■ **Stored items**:

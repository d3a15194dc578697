//! Platform abstraction layer
//!
//! Handles frontend differences for:
//! - Input events
//! - Frame presentation
//! - Time (fixed-rate throttling, the game-over hold)

pub mod clock;
pub mod headless;
pub mod terminal;

pub use clock::FrameClock;
pub use headless::HeadlessFrontend;
pub use terminal::TerminalFrontend;

use std::io;
use std::time::Duration;

use crate::renderer::Canvas;
use crate::sim::InputEvent;

/// Everything the frame loop needs from the outside world
pub trait Frontend: Canvas {
    /// Drain pending input without blocking
    fn poll_events(&mut self) -> io::Result<Vec<InputEvent>>;

    /// Show everything drawn since the last `clear`
    fn present(&mut self) -> io::Result<()>;

    /// Block for a fixed real-time pause. Not cancellable.
    fn pause(&mut self, duration: Duration) {
        std::thread::sleep(duration);
    }

    /// Wait out the rest of the current frame
    fn throttle(&mut self, clock: &mut FrameClock) {
        clock.tick();
    }
}
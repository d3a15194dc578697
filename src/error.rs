//! Error types
//!
//! The simulation itself is infallible. Errors only come from rejected
//! configuration or the frontend's I/O.

use thiserror::Error;

/// Rejected game balance values
#[derive(Debug, Error, Clone, PartialEq)]
pub enum TuningError {
    #[error("word pool is empty")]
    EmptyWordPool,
    #[error("word pool entry {index} is empty")]
    EmptyWord { index: usize },
    #[error("word {word:?} contains characters that cannot be typed (lowercase a-z, 0-9 only)")]
    UntypeableWord { word: String },
    #[error("tick rate must be positive")]
    ZeroTickRate,
    #[error("spawn interval must be positive")]
    ZeroSpawnInterval,
    #[error("{field} must be finite and {requirement}, got {value}")]
    InvalidValue {
        field: &'static str,
        requirement: &'static str,
        value: f32,
    },
    #[error("playing field {width}x{height} cannot fit a target of radius {radius}")]
    FieldTooSmall { width: f32, height: f32, radius: f32 },
    #[error("invalid tuning json: {0}")]
    Json(String),
}

/// Top-level error for running a session
#[derive(Debug, Error)]
pub enum GameError {
    #[error(transparent)]
    Tuning(#[from] TuningError),
    #[error("frontend I/O failed: {0}")]
    Io(#[from] std::io::Error),
    #[error("failed to encode session summary: {0}")]
    Summary(#[from] serde_json::Error),
}

#[cfg(test)]
mod tests {
    use super::*;

    #[test]
    fn test_tuning_errors_compare_and_display() {
        let err = TuningError::FieldTooSmall {
            width: 80.0,
            height: 600.0,
            radius: 40.0,
        };
        assert_eq!(
            err,
            TuningError::FieldTooSmall {
                width: 80.0,
                height: 600.0,
                radius: 40.0,
            }
        );
        assert_ne!(err, TuningError::EmptyWordPool);
        assert_eq!(
            err.to_string(),
            "playing field 80x600 cannot fit a target of radius 40"
        );

        let game: GameError = err.clone().into();
        assert!(matches!(game, GameError::Tuning(inner) if inner == err));
    }
}
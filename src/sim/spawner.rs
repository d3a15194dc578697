//! Periodic target spawning

use glam::Vec2;
use rand::Rng;

use super::target::Target;
use crate::error::TuningError;
use crate::tuning::Tuning;

/// Counts ticks and emits a fresh target every `interval` ticks
#[derive(Debug, Clone)]
pub struct Spawner {
    words: Vec<String>,
    interval: u32,
    countdown: u32,
    bounds: Vec2,
    radius: f32,
    speed: f32,
    fall_speed: f32,
    next_id: u32,
}

impl Spawner {
    /// Build a spawner from validated tuning. Fails on an empty or untypeable pool.
    pub fn new(tuning: &Tuning) -> Result<Self, TuningError> {
        tuning.validate()?;
        Ok(Self {
            words: tuning.words.clone(),
            interval: tuning.spawn_interval_ticks,
            countdown: 0,
            bounds: Vec2::new(tuning.width, tuning.height),
            radius: tuning.target_radius,
            speed: tuning.target_speed,
            fall_speed: tuning.target_fall_speed,
            next_id: 1,
        })
    }

    /// Advance the countdown; returns a new target when it reaches the interval
    pub fn tick<R: Rng>(&mut self, rng: &mut R) -> Option<Target> {
        self.countdown += 1;
        if self.countdown < self.interval {
            return None;
        }
        self.countdown = 0;
        Some(self.spawn(rng))
    }

    /// Ticks left before the next spawn (as shown in the HUD)
    pub fn ticks_until_next(&self) -> u32 {
        self.interval.saturating_sub(self.countdown)
    }

    pub fn words(&self) -> &[String] {
        &self.words
    }

    fn spawn<R: Rng>(&mut self, rng: &mut R) -> Target {
        let word = &self.words[rng.random_range(0..self.words.len())];

        // Whole-unit positions: anywhere horizontally, upper half vertically
        let r = self.radius.ceil() as i32;
        let max_x = ((self.bounds.x - self.radius).floor() as i32).max(r);
        let max_y = ((self.bounds.y / 2.0).floor() as i32).max(r);
        let x = rng.random_range(r..=max_x) as f32;
        let y = rng.random_range(r..=max_y) as f32;

        let vx = if rng.random_bool(0.5) {
            self.speed
        } else {
            -self.speed
        };

        let id = self.next_id;
        self.next_id += 1;
        Target::new(
            id,
            word.clone(),
            Vec2::new(x, y),
            Vec2::new(vx, self.fall_speed),
            self.radius,
        )
    }
}
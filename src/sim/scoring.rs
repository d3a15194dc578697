//! Matching the guess against live targets

use super::guess::Guess;
use super::particle::BurstKind;
use super::state::{GameEvent, Session};

/// Clear the first live target (in spawn order) whose word equals the guess.
///
/// Awards `len * points_per_char`, adds the hit bonus to the clock, clears the
/// guess, and bursts particles where the target was. At most one target is
/// cleared per call, so duplicate words on screen never double-score.
pub fn check_for_hit(session: &mut Session, guess: &mut Guess) -> Option<GameEvent> {
    if guess.is_empty() {
        return None;
    }

    let index = session
        .targets
        .iter()
        .position(|t| t.alive && t.matches(guess.as_str()))?;
    let target = session.targets.remove(index);

    let points = target.word.chars().count() as u64 * session.tuning.points_per_char;
    let bonus_ticks = session.tuning.hit_bonus_ticks();
    session.score += points;
    session.timer_ticks += bonus_ticks;
    session.hits += 1;
    guess.clear();
    session.spawn_burst(BurstKind::Hit, target.pos);

    Some(GameEvent::Hit {
        id: target.id,
        word: target.word,
        points,
        bonus_ticks,
    })
}

#[cfg(test)]
mod tests {
    use super::*;
    use crate::sim::Target;
    use crate::tuning::Tuning;
    use glam::Vec2;

    fn session_with(words: &[&str]) -> Session {
        let mut session = Session::new(Tuning::default(), 11).expect("valid tuning");
        for (i, word) in words.iter().enumerate() {
            session.targets.push(Target::new(
                i as u32 + 1,
                *word,
                Vec2::new(100.0 + 100.0 * i as f32, 150.0),
                Vec2::new(1.2, 0.0),
                40.0,
            ));
        }
        session
    }

    fn typed(text: &str) -> Guess {
        let mut guess = Guess::new();
        text.chars().for_each(|c| {
            guess.push(c);
        });
        guess
    }

    #[test]
    fn test_hit_awards_score_time_and_clears_guess() {
        let mut session = session_with(&["code", "shoot"]);
        let mut guess = typed("shoot");

        let event = check_for_hit(&mut session, &mut guess).expect("hit");
        assert_eq!(
            event,
            GameEvent::Hit {
                id: 2,
                word: "shoot".into(),
                points: 50,
                bonus_ticks: 120,
            }
        );
        assert_eq!(session.score, 50);
        assert_eq!(session.timer_ticks, 1800 + 120);
        assert_eq!(session.hits, 1);
        assert!(guess.is_empty());
        assert_eq!(session.targets.len(), 1);
        assert_eq!(session.targets[0].word, "code");

        // Ten particles at the cleared target's position
        assert_eq!(session.particles.len(), 10);
        assert!(
            session
                .particles
                .particles
                .iter()
                .all(|p| p.pos == Vec2::new(200.0, 150.0) && (10..=20).contains(&p.life))
        );
    }

    #[test]
    fn test_duplicate_words_clear_only_first() {
        let mut session = session_with(&["key", "fun", "key"]);
        let mut guess = typed("key");

        let event = check_for_hit(&mut session, &mut guess);
        assert!(matches!(event, Some(GameEvent::Hit { id: 1, points: 30, .. })));
        assert_eq!(session.score, 30);
        let remaining: Vec<u32> = session.targets.iter().map(|t| t.id).collect();
        assert_eq!(remaining, vec![2, 3]);

        // Guess was cleared, so the second "key" survives this tick
        assert!(check_for_hit(&mut session, &mut guess).is_none());
        assert_eq!(session.targets.len(), 2);
    }

    #[test]
    fn test_no_match_changes_nothing() {
        let mut session = session_with(&["pygame"]);
        let mut guess = typed("pyga");

        assert!(check_for_hit(&mut session, &mut guess).is_none());
        assert_eq!(session.score, 0);
        assert_eq!(session.timer_ticks, 1800);
        assert_eq!(guess.as_str(), "pyga");
        assert_eq!(session.targets.len(), 1);
        assert!(session.particles.is_empty());
    }

    #[test]
    fn test_empty_guess_never_hits() {
        let mut session = session_with(&["type"]);
        let mut guess = Guess::new();
        assert!(check_for_hit(&mut session, &mut guess).is_none());
    }
}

■ **Exercise objective**:
Extract the lines above, from the first one through the one containing "pub use clock::FrameClock;", and return only those, unchanged.

■ **Task result**:
repository d3a15194dc578697
//! Platform abstraction layer
//!
//! Handles frontend differences for:
//! - Input events
//! - Frame presentation
//! - Time (fixed-rate throttling, the game-over hold)

pub mod clock;
pub mod headless;
pub mod terminal;

pub use clock::FrameClock;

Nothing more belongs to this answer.